Interesting reading.

So I just figured out how to see how people are finding my blog online...and wow the results are a tad scary like someone found me by googling "sex in farmers" and another came via stopa cheater.com....must keep my eye on my stats a bit closer, if only for sheer entertainment.

So what has been going on with me?  Not a whole lot to be honest, well not a whole lot that I am wanting to share with the individuals looking at my blog by googling "sex in farmers". Our housing sitch remains the same, living with Mom and saving for a house, we have found loads of houses we would buy tomorrow but we are waiting and doing this the right way so Roy and I both can be  brought down financially should we fail at homeownership.  It looks like we only have about another 2 months to wait and then the ball can roll forward again.

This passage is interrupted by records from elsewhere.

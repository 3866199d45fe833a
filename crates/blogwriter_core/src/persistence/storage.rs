//! Key-value storage contracts and implementations.

use crate::db::{open_db, open_db_in_memory, DbError};
use rusqlite::{params, Connection, OptionalExtension};
use std::collections::HashMap;
use std::error::Error;
use std::fmt::{Display, Formatter};
use std::path::Path;
use std::sync::{Arc, Mutex};

pub type StorageResult<T> = Result<T, StorageError>;

/// Transport failure from a storage backend.
#[derive(Debug)]
pub enum StorageError {
    Db(DbError),
    /// Shared in-memory state was poisoned by a panicking writer.
    Poisoned,
}

impl Display for StorageError {
    fn fmt(&self, f: &mut Formatter<'_>) -> std::fmt::Result {
        match self {
            Self::Db(err) => write!(f, "{err}"),
            Self::Poisoned => write!(f, "storage lock poisoned"),
        }
    }
}

impl Error for StorageError {
    fn source(&self) -> Option<&(dyn Error + 'static)> {
        match self {
            Self::Db(err) => Some(err),
            Self::Poisoned => None,
        }
    }
}

impl From<DbError> for StorageError {
    fn from(value: DbError) -> Self {
        Self::Db(value)
    }
}

impl From<rusqlite::Error> for StorageError {
    fn from(value: rusqlite::Error) -> Self {
        Self::Db(DbError::Sqlite(value))
    }
}

/// String-keyed durable storage, modelled after device async storage.
///
/// Implementations must be `Send` so the background writer can own them.
pub trait KeyValueStorage: Send {
    /// Returns the stored value, or `None` when the key is absent.
    fn get_item(&self, key: &str) -> StorageResult<Option<String>>;
    /// Stores `value` under `key`, overwriting prior content.
    fn set_item(&mut self, key: &str, value: &str) -> StorageResult<()>;
    /// Deletes `key`; absent keys are not an error.
    fn remove_item(&mut self, key: &str) -> StorageResult<()>;
}

/// SQLite-backed storage with one row per key.
pub struct SqliteKeyValueStorage {
    conn: Connection,
}

impl SqliteKeyValueStorage {
    /// Opens (or creates) a storage file and applies migrations.
    pub fn open(path: impl AsRef<Path>) -> StorageResult<Self> {
        Ok(Self {
            conn: open_db(path)?,
        })
    }

    /// Opens a private in-memory database.
    pub fn open_in_memory() -> StorageResult<Self> {
        Ok(Self {
            conn: open_db_in_memory()?,
        })
    }

    /// Wraps an already migrated connection.
    pub fn from_connection(conn: Connection) -> Self {
        Self { conn }
    }
}

impl KeyValueStorage for SqliteKeyValueStorage {
    fn get_item(&self, key: &str) -> StorageResult<Option<String>> {
        let value = self
            .conn
            .query_row(
                "SELECT value FROM kv_store WHERE key = ?1;",
                [key],
                |row| row.get::<_, String>(0),
            )
            .optional()?;
        Ok(value)
    }

    fn set_item(&mut self, key: &str, value: &str) -> StorageResult<()> {
        self.conn.execute(
            "INSERT INTO kv_store (key, value) VALUES (?1, ?2)
             ON CONFLICT(key) DO UPDATE SET
                value = excluded.value,
                updated_at = (strftime('%s', 'now') * 1000);",
            params![key, value],
        )?;
        Ok(())
    }

    fn remove_item(&mut self, key: &str) -> StorageResult<()> {
        self.conn
            .execute("DELETE FROM kv_store WHERE key = ?1;", [key])?;
        Ok(())
    }
}

/// Process-local storage; clones share the same map.
#[derive(Debug, Clone, Default)]
pub struct MemoryKeyValueStorage {
    entries: Arc<Mutex<HashMap<String, String>>>,
}

impl MemoryKeyValueStorage {
    pub fn new() -> Self {
        Self::default()
    }
}

impl KeyValueStorage for MemoryKeyValueStorage {
    fn get_item(&self, key: &str) -> StorageResult<Option<String>> {
        let entries = self.entries.lock().map_err(|_| StorageError::Poisoned)?;
        Ok(entries.get(key).cloned())
    }

    fn set_item(&mut self, key: &str, value: &str) -> StorageResult<()> {
        let mut entries = self.entries.lock().map_err(|_| StorageError::Poisoned)?;
        entries.insert(key.to_string(), value.to_string());
        Ok(())
    }

    fn remove_item(&mut self, key: &str) -> StorageResult<()> {
        let mut entries = self.entries.lock().map_err(|_| StorageError::Poisoned)?;
        entries.remove(key);
        Ok(())
    }
}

Work is terrifying, I can't say a whole lot on the subject.  I am just really finding it difficult to enter in a system the times I get up to go pee, it just happens, I drink a lot and in turn that produces urine, which for the comfort of my co-workers and for myself I would like to go relieve myself in the bathroom...well I can go to the bathroom, I just have to let big brother know.  I am also struggling with only 1/2 hour lunches, I feel like I run down to the cafeteria throw the food at my face and whatever gets in my mouth is my lunch for the day before I have to return back to my desk.  PLEASE don't read this as my ungratefullness of having a job, I am just finding it hard to get used to.  I also feel like I am in one of those naked dreams, where I am running around in a constant state of paranoia and others are just plodding on without a care in the world....I feel like I have to stop people and say "hey I am freaking out...why aren't you?"...you know like in the naked dream where you have to tell people you are naked.  I know I will probably get used to it and all that good stuff but 6 weeks of being afraid that I will get zapped by big brother watching me makes me really tired when I get home, and OH SOOO thankful for the furry babies that just want me for walking/ball throwing/feeding/snuggling duties.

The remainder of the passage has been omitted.